WORK REQUIRED -> Look through the lines below for the word "Option", and copy every line that has it.

:: LISTED RECORDS ::

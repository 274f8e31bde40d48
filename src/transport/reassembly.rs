//! Inbound fragment reassembly.
//!
//! The peer writes a command as a run of fragments bracketed by markers:
//!
//! ```text
//!  <START>  {"type":"get_  config","dev  ice":3}  <END>
//!  ───┬───  ─────────────── payload ───────────  ──┬──
//!     └ clears buffer                   terminates ┘
//! ```
//!
//! The buffer is allocated once with a fixed capacity. A fragment that
//! would fill it completely is rejected and the whole command dropped
//! (never truncated); the caller reports that to the peer. The rest of a
//! rejected command is dropped up to its `<END>`, so its tail is never
//! dispatched as a command of its own. A partial command left idle longer
//! than the idle timeout is discarded before the next fragment is looked
//! at.

use log::{debug, warn};

use super::command::QueuedCommand;
use super::protocol::{classify, Marker};
use crate::error::FrameError;

/// What a single fragment did to the reassembly state.
#[derive(Debug)]
pub enum FragmentOutcome {
    /// `<START>`: buffer cleared, new command armed.
    Started,
    /// `<CANCEL>`: buffer cleared; caller raises the cancel flag.
    Cancelled,
    /// Payload appended.
    Buffered,
    /// Payload rejected; buffer cleared.
    Overflow(FrameError),
    /// `<END>` with nothing buffered.
    EmptyCommand,
    /// Payload or `<END>` belonging to a command already rejected.
    Dropped,
    /// `<END>` completed a command.
    Complete(QueuedCommand),
    /// `<END>` completed a command but its owned copy could not be allocated.
    AllocFailed { len: usize },
}

/// Result of [`Reassembler::push`].
#[derive(Debug)]
pub struct FragmentReport {
    /// A stale partial command was discarded before this fragment.
    pub stale_cleared: bool,
    pub outcome: FragmentOutcome,
}

pub struct Reassembler {
    buf: Box<[u8]>,
    cursor: usize,
    /// Set by an overflow until the rejected command's `<END>`.
    rejecting: bool,
    last_fragment_ms: Option<u64>,
    idle_timeout_ms: u64,
}

impl Reassembler {
    pub fn new(capacity: usize, idle_timeout_ms: u64) -> Self {
        Self {
            buf: vec![0; capacity].into_boxed_slice(),
            cursor: 0,
            rejecting: false,
            last_fragment_ms: None,
            idle_timeout_ms,
        }
    }

    pub fn capacity(&self) -> usize {
        self.buf.len()
    }

    /// Bytes of the partial command held right now.
    pub fn len(&self) -> usize {
        self.cursor
    }

    pub fn is_empty(&self) -> bool {
        self.cursor == 0
    }

    /// Process one inbound fragment received at `now_ms`.
    pub fn push(&mut self, fragment: &[u8], now_ms: u64) -> FragmentReport {
        let stale_cleared = self.expire_if_idle(now_ms);
        self.last_fragment_ms = Some(now_ms);

        let outcome = match classify(fragment) {
            Some(Marker::Start) => {
                if self.cursor > 0 {
                    debug!("REASM: <START> discarded {} partial bytes", self.cursor);
                }
                self.reset();
                FragmentOutcome::Started
            }
            Some(Marker::Cancel) => {
                self.reset();
                FragmentOutcome::Cancelled
            }
            Some(Marker::End) if self.rejecting => {
                self.rejecting = false;
                FragmentOutcome::Dropped
            }
            Some(Marker::End) => self.terminate(),
            None if self.rejecting => FragmentOutcome::Dropped,
            None => self.append(fragment),
        };

        FragmentReport {
            stale_cleared,
            outcome,
        }
    }

    /// Drop any partial command. Returns how many bytes were discarded.
    pub fn discard(&mut self) -> usize {
        let dropped = self.cursor;
        self.reset();
        self.last_fragment_ms = None;
        dropped
    }

    fn reset(&mut self) {
        self.cursor = 0;
        self.rejecting = false;
    }

    fn expire_if_idle(&mut self, now_ms: u64) -> bool {
        let Some(last) = self.last_fragment_ms else {
            return false;
        };
        let idle = now_ms.saturating_sub(last);
        if idle <= self.idle_timeout_ms {
            return false;
        }
        // An abandoned rejected command stops swallowing fragments too.
        self.rejecting = false;
        if self.cursor == 0 {
            return false;
        }
        warn!(
            "REASM: stale command cleared ({} bytes, idle {} ms)",
            self.cursor, idle
        );
        self.cursor = 0;
        true
    }

    fn append(&mut self, fragment: &[u8]) -> FragmentOutcome {
        let attempted = self.cursor + fragment.len();
        // One byte stays free for the terminator.
        if attempted >= self.buf.len() {
            warn!(
                "REASM: overflow ({} + {} >= {}), command dropped",
                self.cursor,
                fragment.len(),
                self.buf.len()
            );
            self.cursor = 0;
            self.rejecting = true;
            return FragmentOutcome::Overflow(FrameError::Overflow {
                attempted,
                capacity: self.buf.len(),
            });
        }
        self.buf[self.cursor..attempted].copy_from_slice(fragment);
        self.cursor = attempted;
        FragmentOutcome::Buffered
    }

    fn terminate(&mut self) -> FragmentOutcome {
        let len = self.cursor;
        self.cursor = 0;
        if len == 0 {
            warn!("REASM: <END> with empty buffer ignored");
            return FragmentOutcome::EmptyCommand;
        }
        self.buf[len] = 0;
        match QueuedCommand::try_copy_from(&self.buf[..len]) {
            Some(cmd) => FragmentOutcome::Complete(cmd),
            None => {
                warn!("REASM: no heap for {} byte command", len);
                FragmentOutcome::AllocFailed { len }
            }
        }
    }
}
//! Heap probe and allocation pools.
//!
//! - **`target_os = "espidf"`**: free-heap figures come from the ESP-IDF
//!   heap allocator. The primary pool is PSRAM, the secondary internal
//!   RAM. Buffers come straight from `heap_caps_malloc` with the pool's
//!   capability bits, so the bytes really live in that pool, and go back
//!   through `heap_caps_free` on drop. An exhausted or fragmented pool
//!   returns null and the allocation is refused.
//! - **`not(target_os = "espidf")`**: a simulated heap whose free figure
//!   can be pinned from tests.

use core::sync::atomic::{AtomicUsize, Ordering};

use crate::buffer::PoolBuffer;
use crate::ports::HeapPort;

#[cfg(target_os = "espidf")]
unsafe fn release_caps(ptr: core::ptr::NonNull<u8>, _cap: usize) {
    // SAFETY: every block handed to this function came from
    // `heap_caps_malloc` and is released once, by `PoolBuffer::drop`.
    unsafe { esp_idf_svc::sys::heap_caps_free(ptr.as_ptr().cast()) }
}

pub struct EspHeap {
    /// Simulation: reported free heap.
    #[cfg(not(target_os = "espidf"))]
    sim_free: AtomicUsize,
    #[cfg(not(target_os = "espidf"))]
    sim_min_free: AtomicUsize,
    /// Allocations refused by either pool since boot.
    refused: AtomicUsize,
}

impl Default for EspHeap {
    fn default() -> Self {
        Self::new()
    }
}

impl EspHeap {
    #[cfg(not(target_os = "espidf"))]
    const SIM_FREE_BYTES: usize = 300 * 1024;

    pub fn new() -> Self {
        Self {
            #[cfg(not(target_os = "espidf"))]
            sim_free: AtomicUsize::new(Self::SIM_FREE_BYTES),
            #[cfg(not(target_os = "espidf"))]
            sim_min_free: AtomicUsize::new(Self::SIM_FREE_BYTES),
            refused: AtomicUsize::new(0),
        }
    }

    pub fn refused(&self) -> usize {
        self.refused.load(Ordering::Relaxed)
    }

    /// Simulation: pin the reported free heap.
    #[cfg(not(target_os = "espidf"))]
    pub fn set_free(&self, bytes: usize) {
        self.sim_free.store(bytes, Ordering::Relaxed);
        self.sim_min_free.fetch_min(bytes, Ordering::Relaxed);
    }

    #[cfg(target_os = "espidf")]
    fn alloc_in(&self, caps: u32, len: usize) -> Option<PoolBuffer> {
        // SAFETY: plain C allocation call; a refusal comes back as null.
        let raw = unsafe { esp_idf_svc::sys::heap_caps_malloc(len.max(1), caps) };
        let Some(ptr) = core::ptr::NonNull::new(raw.cast::<u8>()) else {
            self.refused.fetch_add(1, Ordering::Relaxed);
            return None;
        };
        // SAFETY: `ptr` is a fresh block of at least `len` bytes from the
        // `caps` pool, owned by nothing else and freed by `release_caps`.
        Some(unsafe { PoolBuffer::from_raw_parts(ptr, len, release_caps) })
    }

    #[cfg(not(target_os = "espidf"))]
    fn alloc_in(&self, len: usize) -> Option<PoolBuffer> {
        let buf = if len > self.free_bytes() {
            None
        } else {
            PoolBuffer::with_capacity(len)
        };
        if buf.is_none() {
            self.refused.fetch_add(1, Ordering::Relaxed);
        }
        buf
    }
}

#[cfg(target_os = "espidf")]
impl HeapPort for EspHeap {
    fn free_bytes(&self) -> usize {
        // SAFETY: read-only query of allocator statistics.
        unsafe { esp_idf_svc::sys::esp_get_free_heap_size() as usize }
    }

    fn min_free_bytes(&self) -> usize {
        // SAFETY: read-only query of allocator statistics.
        unsafe { esp_idf_svc::sys::esp_get_minimum_free_heap_size() as usize }
    }

    fn alloc_primary(&self, len: usize) -> Option<PoolBuffer> {
        self.alloc_in(esp_idf_svc::sys::MALLOC_CAP_SPIRAM, len)
    }

    fn alloc_secondary(&self, len: usize) -> Option<PoolBuffer> {
        self.alloc_in(esp_idf_svc::sys::MALLOC_CAP_INTERNAL, len)
    }
}

#[cfg(not(target_os = "espidf"))]
impl HeapPort for EspHeap {
    fn free_bytes(&self) -> usize {
        self.sim_free.load(Ordering::Relaxed)
    }

    fn min_free_bytes(&self) -> usize {
        self.sim_min_free.load(Ordering::Relaxed)
    }

    fn alloc_primary(&self, len: usize) -> Option<PoolBuffer> {
        self.alloc_in(len)
    }

    fn alloc_secondary(&self, len: usize) -> Option<PoolBuffer> {
        self.alloc_in(len)
    }
}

:::

RESPONSE AREA ->
    last_fragment_ms: Option<u64>,
    fn alloc_in(&self, caps: u32, len: usize) -> Option<PoolBuffer> {
    fn alloc_in(&self, len: usize) -> Option<PoolBuffer> {
    fn alloc_primary(&self, len: usize) -> Option<PoolBuffer> {
    fn alloc_secondary(&self, len: usize) -> Option<PoolBuffer> {
    fn alloc_primary(&self, len: usize) -> Option<PoolBuffer> {
    fn alloc_secondary(&self, len: usize) -> Option<PoolBuffer> {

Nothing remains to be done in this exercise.